「さぁて! 昨日一日休憩した分、気合い入れていこか!」
隼人達が歩き出した方角とは反対方向にある商店街へと足を進める中、幸弘が狙撃銃を振り回しながら元気よく言った。まるで修学旅行の自由行動時間のようなはしゃぎ様だ。
そんな幸弘の横に並んで歩いていた蒼依が、少し不安げに話し出す。
「私、一緒にいていいのかな。隼人……絶対に私のこと認めてくれてないよね」
悲しそうに俯く蒼依をしばらく黙って見ていた幸弘が、やがて視線を逸らしながら静かに言葉を発する。
「隼人はあんな風に言っとったけど、俺らも別に松下恭を殺したいわけやないんよ。俺らの目的は破壊と帰還。その邪魔さえしてこんかったら、誰も殺したりせぇへん」
その言葉に、蒼依が勢いよく顔を上げた。幸弘を見つめる蒼依の目に、僅かだか希望の光が生まれる。
それを感じ取った幸弘が、再び蒼依に視線を戻しながら微笑んだ。しかし、その後すぐに笑みをひっこめ、真顔で話を続けた。

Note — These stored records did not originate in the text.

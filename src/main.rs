//! Damage inspection server - main entry point.
//!
//! Starts the Actix-web server with configured routes, middleware and the
//! background analysis worker.

use std::sync::Arc;

use actix_cors::Cors;
use actix_web::{App, HttpServer, http::header, web};
use tracing::{error, info, warn};
use tracing_subscriber::{EnvFilter, FmtSubscriber};
use utoipa::OpenApi;
use utoipa_swagger_ui::SwaggerUi;

use secrecy::ExposeSecret;

use damage_inspection_lib::api::{self, ApiDoc, UploadLimits};
use damage_inspection_lib::auth::ApiKeyGuard;
use damage_inspection_lib::config::{API_KEY_HEADER, Config};
use damage_inspection_lib::db::DbPool;
use damage_inspection_lib::middleware::RequestLogger;
use damage_inspection_lib::services::{
    AnalysisQueue, AnalysisRunner, PhotoStore, PhotoValidator, VisionClient, VisionPhotoValidator,
    analyzer_for, start_analysis_worker,
};

#[actix_web::main]
async fn main() -> std::io::Result<()> {
    // Load environment variables from .env file
    dotenvy::dotenv().ok();

    // Initialize logging
    let filter = EnvFilter::try_from_default_env().unwrap_or_else(|_| EnvFilter::new("info"));
    let subscriber = FmtSubscriber::builder().with_env_filter(filter).finish();
    tracing::subscriber::set_global_default(subscriber).map_err(std::io::Error::other)?;

    // Load configuration
    let config = match Config::from_env() {
        Ok(cfg) => cfg,
        Err(e) => {
            error!("Failed to load configuration: {}", e);
            error!("");
            error!("Please check your environment variables:");
            error!("  - RUST_ENV must be set to 'development' or 'production'");
            error!("  - In production, DATABASE_URL and API_KEY must be set");
            std::process::exit(1);
        }
    };

    info!("========================================");
    info!("  Damage Inspection Server");
    info!("  Environment: {}", config.environment);
    info!("========================================");

    if config.is_development() {
        warn!("Running in DEVELOPMENT mode - do not use in production!");
    }

    // Photo storage
    let store = PhotoStore::new(config.sessions_dir());
    tokio::fs::create_dir_all(store.root()).await?;
    info!("Photo storage at {}", store.root().display());

    // Database
    let pool = DbPool::new(&config).await.map_err(std::io::Error::other)?;
    info!("Database connection established");
    pool.run_migrations().await.map_err(std::io::Error::other)?;

    if config.seed && pool.seed_if_empty().await.map_err(std::io::Error::other)? {
        info!("Seed vehicles and operator account inserted");
    }

    // Vision provider, validator and analyzer
    let vision = VisionClient::new(&config.provider).map_err(std::io::Error::other)?;
    if vision.is_configured() {
        info!(model = %config.provider.model, "Vision provider configured");
    } else {
        warn!("OPENAI_API_KEY is empty - photo validation disabled, vision analysis will fail");
    }

    let validator: Arc<dyn PhotoValidator> = Arc::new(VisionPhotoValidator::new(vision.clone()));
    let analyzer = analyzer_for(config.analyzer, vision, store.clone());
    info!(analyzer = analyzer.name(), "Damage analyzer selected");

    // Analysis worker
    let runner =
        AnalysisRunner::new(pool.clone(), analyzer).with_provider_key(config.provider.api_key.expose_secret());
    let (queue, receiver) = AnalysisQueue::channel();
    start_analysis_worker(runner, receiver);

    // Prepare shared state
    let bind_address = config.bind_address();
    let api_key_guard = ApiKeyGuard::new(config.api_key.expose_secret());
    if !api_key_guard.is_enabled() {
        warn!("API_KEY is empty - API key check disabled");
    }
    let upload_limits = UploadLimits {
        max_photo_size_bytes: config.max_photo_size_bytes,
    };
    let cors_origins = config.cors_origins.clone();
    let validator = web::Data::from(validator);
    let openapi = ApiDoc::openapi();

    let worker_count = if config.is_development() {
        4
    } else {
        num_cpus::get()
    };
    info!(
        "Starting server at http://{} ({} workers)",
        bind_address, worker_count
    );

    let server = HttpServer::new(move || {
        let cors = cors_origins
            .iter()
            .fold(Cors::default(), |cors, origin| cors.allowed_origin(origin))
            .allowed_methods(vec!["GET", "POST", "OPTIONS"])
            .allowed_headers(vec![header::ACCEPT, header::CONTENT_TYPE])
            .allowed_header(API_KEY_HEADER)
            .supports_credentials()
            .max_age(3600);

        App::new()
            // Add CORS middleware (must be before other middleware)
            .wrap(cors)
            .wrap(RequestLogger)
            .app_data(web::Data::new(pool.clone()))
            .app_data(web::Data::new(store.clone()))
            .app_data(web::Data::new(queue.clone()))
            .app_data(web::Data::new(api_key_guard.clone()))
            .app_data(web::Data::new(upload_limits))
            .app_data(validator.clone())
            .app_data(api::json_config())
            .configure(api::configure_health_routes)
            .service(web::scope("/api/v1").configure(api::configure_routes))
            .service(
                SwaggerUi::new("/docs/{_:.*}").url("/api-docs/openapi.json", openapi.clone()),
            )
            .default_service(web::route().to(api::not_found))
    });

    server.workers(worker_count).bind(&bind_address)?.run().await
}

「どんな理由があろうと、殺人は絶対に許されへん。それは常識や。けどな……Separate Worldでは今までの常識は通用しぃひん事を忘れんなや」
「どういうこと?」
「存続派が俺らを殺しても、誰にも奴らを裁けへんってこと。大人が決めた法律は存在せんのやから。ここには、俺らを縛るものはないけど……守ってくれるものもないねん」
そう言う幸弘の狙撃銃を持つ手に、自然と力が入った。
心を惑わす犯罪への誘惑、それを防ぐ法律の壁。しかし、ここには裁きなど存在しない。
今まで、いかに自分達が大人に守られて生きていたのか……改めて感じさせられた気がした。
「殺さんでいいんやったら殺したくない。けど、自分の身は自分で守らなあかんねん。そのためやったら、手段は選べへん……それだけは覚えとき」
幸弘は少し悲しそうに笑いながら話を括ると、再び前を見て歩き出した。それに続き、蒼依も足を進める。それぞれ、複雑な思いを抱えながら。